Escorted around the venue by security, Newsom is the highest-ranking United States official present at the two-week-long 2025 United Nations Climate Change Conference. Newsom has been embraced by attendees as something like a rock star, one COP-goer told me.

 

At a panel last week, he called President Trump a “wrecking ball” and likened him to “an invasive species.” He picked fights with the administration directly, warning that California would open new offshore drilling (something the White House proposed) over its “dead body.” The White House responded, telling “Newscum and other countries to drop the climate facade.” 

 

Where President Trump abandoned climate commitments, Newsom is working to fill the gap. 

 

His attendance at an international conference geared toward rulers, presidents, and kings—not state leaders—is a strong nod at his future presidential ambitions. Newsom has used his time there to establish himself on the international stage, exercising soft power by forming climate partnerships between California and Chile, Brazil, and Colombia, and reminding the international community that not everyone in the U.S. has turned a blind eye to global warming. 

 

“It is wild that the United Nations has allowed this level of platform for a subnational actor, because the United Nations is a federal-government-based institution,” Shannon Gibson, a professor of environmental studies, political science, and international relations at the University of Southern California, tells me. “So I think in and of itself, when you look at the operations of the COPS and the U.N. as our highest level of governance–this is unprecedented.” 

 

Officially, Newsom is heading a California delegation of local leaders at COP30. Unofficially, he appears to be trying out for a higher office.

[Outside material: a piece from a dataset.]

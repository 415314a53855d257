pub mod board;
pub mod chain;
pub mod game;
pub mod rules;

His attendance sends a pretty clear message: that the U.S. can lead on renewables and climate commitments, and that Newsom is the man to make it happen.

 

But not all climate activists are sold. While there’s near-universal agreement in the science community with Newsom’s climate messaging, some have a problem with the messenger.

 

“[Newsom] is the de facto stalwart against Trump,” said Jean Su, director of the Center for Biological Diversity’s energy justice program. But, “the tricky part about this year is that Gavin Newsom is going to be holding himself out as the climate hero, and he actually has had a ton of rollbacks in California against climate.”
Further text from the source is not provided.